Nyx. Bien sûr que c'était Nyx. Le cœur de Luna s'affola tandis qu'elle faisait un gros effort pour maintenir les apparences. Neutre. Tranquille. Elle n'était personne en particulier et n'attendait personne en particulier. Elle attendit que Nyx soit à distance raisonnable avant de déclarer à ses compagnons d'un ton dégagé, en espérant qu'ils saisissent le message :

« On devrait y aller. »

Haemon avait remarqué la présence de Nyx et elle avait visiblement éveillé ses suspicions.

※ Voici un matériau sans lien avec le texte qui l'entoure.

//! Millisecond clock on Timer/Counter 1.
//!
//! TC1 free-runs at 16MHz / 1024 (one tick every 64us) and is polled from
//! the main loop, so no interrupt is needed. The 16-bit counter wraps every
//! ~4.2s; the loop polls far more often than that.

use avr_device::atmega2560::TC1;

/// Microseconds per TC1 tick at prescaler 1024.
const TICK_US: u32 = 64;

pub struct Clock<'a> {
    tc1: &'a TC1,
    last_count: u16,
    micros: u32,
    millis: u32,
}

impl<'a> Clock<'a> {
    pub fn new(tc1: &'a TC1) -> Self {
        // Normal mode, clock select = clk/1024
        tc1.tccr1a.write(|w| unsafe { w.bits(0) });
        tc1.tccr1b.write(|w| unsafe { w.bits(0x05) });
        Self {
            tc1,
            last_count: tc1.tcnt1.read().bits(),
            micros: 0,
            millis: 0,
        }
    }

    /// Milliseconds since start, wrapping.
    pub fn now_ms(&mut self) -> u32 {
        let count = self.tc1.tcnt1.read().bits();
        let elapsed = count.wrapping_sub(self.last_count);
        self.last_count = count;

        self.micros += elapsed as u32 * TICK_US;
        self.millis = self.millis.wrapping_add(self.micros / 1000);
        self.micros %= 1000;
        self.millis
    }
}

Quant à Hadrien, il se contenta de hocher la tête avec une rigueur toute militaire.

Ils déposèrent quelques piécettes sur le tonneau et se levèrent pour suivre Nyx dans les rues ensoleillées.

Le trajet leur paru durer une heure entière, alors qu'il ne dut s'écouler guère davantage qu'un quart d'heure. À chaque pas, le ventre de Luna se crispait davantage. Ils étaient proches du but, si proches... À cet instant elle ne désirait rien de plus au monde que de grimper dans ce vaisseau et s'arracher à la gravité pour rentrer dans cette base souterraine qui était devenue son foyer de fortune.

Chaque passant croisé la faisait se raidir, elle devait réprimer un sursaut au moindre éclat de voix ou de rire. Elle essaya de ne pas trop fixer ses pieds tandis qu'ils sortaient si lentement du guêpier en lequel ce village ne tarderait pas à se transformer. Elle avait tellement envie de se mettre à courir sans se retourner, elle devait concentrer toute sa volonté pour avancer normalement.

Enfin, l'ombre apaisante des sous-bois vint les recouvrir, les isolant des bruits familiers de la vie quotidienne du village. Ils progressèrent dans un silence chargé de tension, peuplé seulement de bourdonnements d'insectes, de la rumeur assourdie de l'océan, et du vent qui faisait craquer les branchages.

Puis, le vaisseau apparut dans une clairière. Elle retint son souffle.

Nyx se retourna vers elle, souriant.

« Rentrons à la maison, Luna. »

Elle ne réfléchit pas quand il lui tendit la main et la prit avec reconnaissance. Et quand ils se trouvèrent dans la relative sécurité du vaisseau, elle le serra dans ses bras en retenant ses sanglots.

Elle s'était présentée devant l'empereur du Niflheim et avait survécu.

Elle rentrait chez elle.

Elle peinait à réaliser, mais rien de tout cela n'avait d'importance si...

« Ravus... Noctis... ? » demanda-t-elle dans un souffle.

— Ils vont bien. En train de préparer la prochaine bataille. Ils n'attendent plus que toi. »

Cette fois, elle ne parvint pas à refouler ses larmes de soulagement.